As 2022 draws to a close, it feels like we’ve been here before. Not so much in the specifics of Elon’s exploits — which are truly hair-raising — but the feeling of displacement, dispersal, retreat. 2023 looks to be another season of scrambling, where reporters and audiences alike struggle to identify where the news lives and who they can trust.
Twitter’s implosion has underscored a persistent pattern in journalism, in which periods of consolidation and aggregation of content and eyeballs alternate with explosive experimentation on new platforms. This dynamic tends to drive traffic to celebrity journalists and blue-chip brands while torpedoing the time and energy of everyone else who’s just attempting to report the news.
For journalists, attempts to move to Mastodon mirror the rise of other small-group discussion platforms such as Discord, which put conversations that might have taken place across broadly public platforms behind closed walls. This has real consequences for the ways we talk to one another, how and where new ideas circulate, the ways we follow movements and debates, and the ways we connect with sources.
Musk’s purchase matters because over the years, Twitter emerged as the go-to network for journalists. The hashtag and the blue checkmark may have been weak forms of organization and verification when compared to the rigorous fact-checking of prestige publications, but they were fast and relatively transparent. Of course, Twitter enabled flotillas of hate speech, and a lazy strand of “s/he said” reporting that parroted ramblings of political and cultural influencers. At the same time, though, it enabled powerfully transparent new forms of crowdsourced reporting, accountability, and public assembly.
As MSNBC’s Chris Hayes writes, “Twitter is a place where all kinds of perspectives and obscure expertise are instantly accessible and overlapping. This can be dangerous, sure. But if you find the right people, you can be instantly brought up to speed on everything from the fluctuations in lumber prices to the maintenance problems in the Russian tank fleet to the scouting report on the Welsh goalie.

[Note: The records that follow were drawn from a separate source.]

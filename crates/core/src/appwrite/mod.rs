//! Appwrite backend module
//!
//! REST client for the hosted database, storage and users APIs.

mod client;
mod query;

pub use client::{AppwriteClient, AppwriteConfig, DEFAULT_ENDPOINT, LIST_PAGE_SIZE};
pub use query::Query;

For someone in my line of work, it’s indispensable.”
Of course, Twitter was never the public square of our dreams — unlike the airwaves, it has always been commercial. Given the precipitous dismantling of protections, it’s not surprising that reporters are contemplating jumping ship. But the fragmentation into many smaller conversations taking place in walled-off chats and behind publication firewalls augers a retrenchment in open discourse — particularly dangerous as we continue to be rocked by global public health and climate crises.

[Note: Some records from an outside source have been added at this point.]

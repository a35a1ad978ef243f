//! User model definitions

use serde::{Deserialize, Serialize};
use serde_json::{Map, Value};

/// Preference key holding the avatar file reference
pub const AVATAR_PREF_KEY: &str = "avatar";

/// A user account as returned by the backend
#[derive(Debug, Clone, PartialEq, Serialize, Deserialize)]
#[serde(rename_all = "camelCase")]
pub struct User {
    #[serde(rename = "$id")]
    pub id: String,
    #[serde(default, skip_serializing_if = "Option::is_none")]
    pub name: Option<String>,
    #[serde(default, skip_serializing_if = "Option::is_none")]
    pub email: Option<String>,
    #[serde(default)]
    pub prefs: Map<String, Value>,
}

impl User {
    pub fn new(id: impl Into<String>) -> Self {
        Self {
            id: id.into(),
            name: None,
            email: None,
            prefs: Map::new(),
        }
    }

    /// Set a preference value
    pub fn with_pref(mut self, key: impl Into<String>, value: impl Into<Value>) -> Self {
        self.prefs.insert(key.into(), value.into());
        self
    }

    /// Set the avatar file reference
    pub fn with_avatar(self, file_id: impl Into<String>) -> Self {
        self.with_pref(AVATAR_PREF_KEY, file_id.into())
    }

    /// The avatar file ID stored in preferences, if any
    pub fn avatar_file_id(&self) -> Option<&str> {
        self.prefs
            .get(AVATAR_PREF_KEY)
            .and_then(Value::as_str)
            .map(str::trim)
            .filter(|id| !id.is_empty())
    }
}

Similarly, the “Substackization” of celebrity journalists removes these voices from the larger conversation and makes them more narrowly available to a paying audience made up of superfans. Nice for them, but this does little to support the day-to-day work of gathering and sharing the news.
In the process, once again we see a degradation of a shared public sphere, especially given the range of shifting media habits across generations. This happened with the rise of cable news, talk radio, the blogosphere, podcasting, and on and on. Each time, new generations of aggregators, critics, curators, and tastemakers have risen up to make sense of the cacophony, sniff out fresh forms of reporting, and puzzle through new business models to gather the best-of-breed — often short-changing reporters in the process.
While this may be great for creativity and innovation, it’s proved less helpful for democracy. Our policies and platforms for keeping citizens informed and hosting civil dialogue have lagged many years behind the pace of communications innovations. Plus, it leads to newsroom attrition. Journalists are forced to learn new tech and production skills every few years — to the detriment of actually honing their craft — only to have those skills become moot when a major platform makes a pivot.
This may not sound much like a prediction — but along with annual trend-spotting, another key tool for futurists is pattern recognition. Let’s take a step back for the long view: Amid the frothy hyperbole about the virtues of decentralization, what can we learn from previous moments when our centralized hubs for civic discourse lost salience? And what new forms of aggregation are in the offing that might serve us better than a commercial platform owned by an imperious tyrant?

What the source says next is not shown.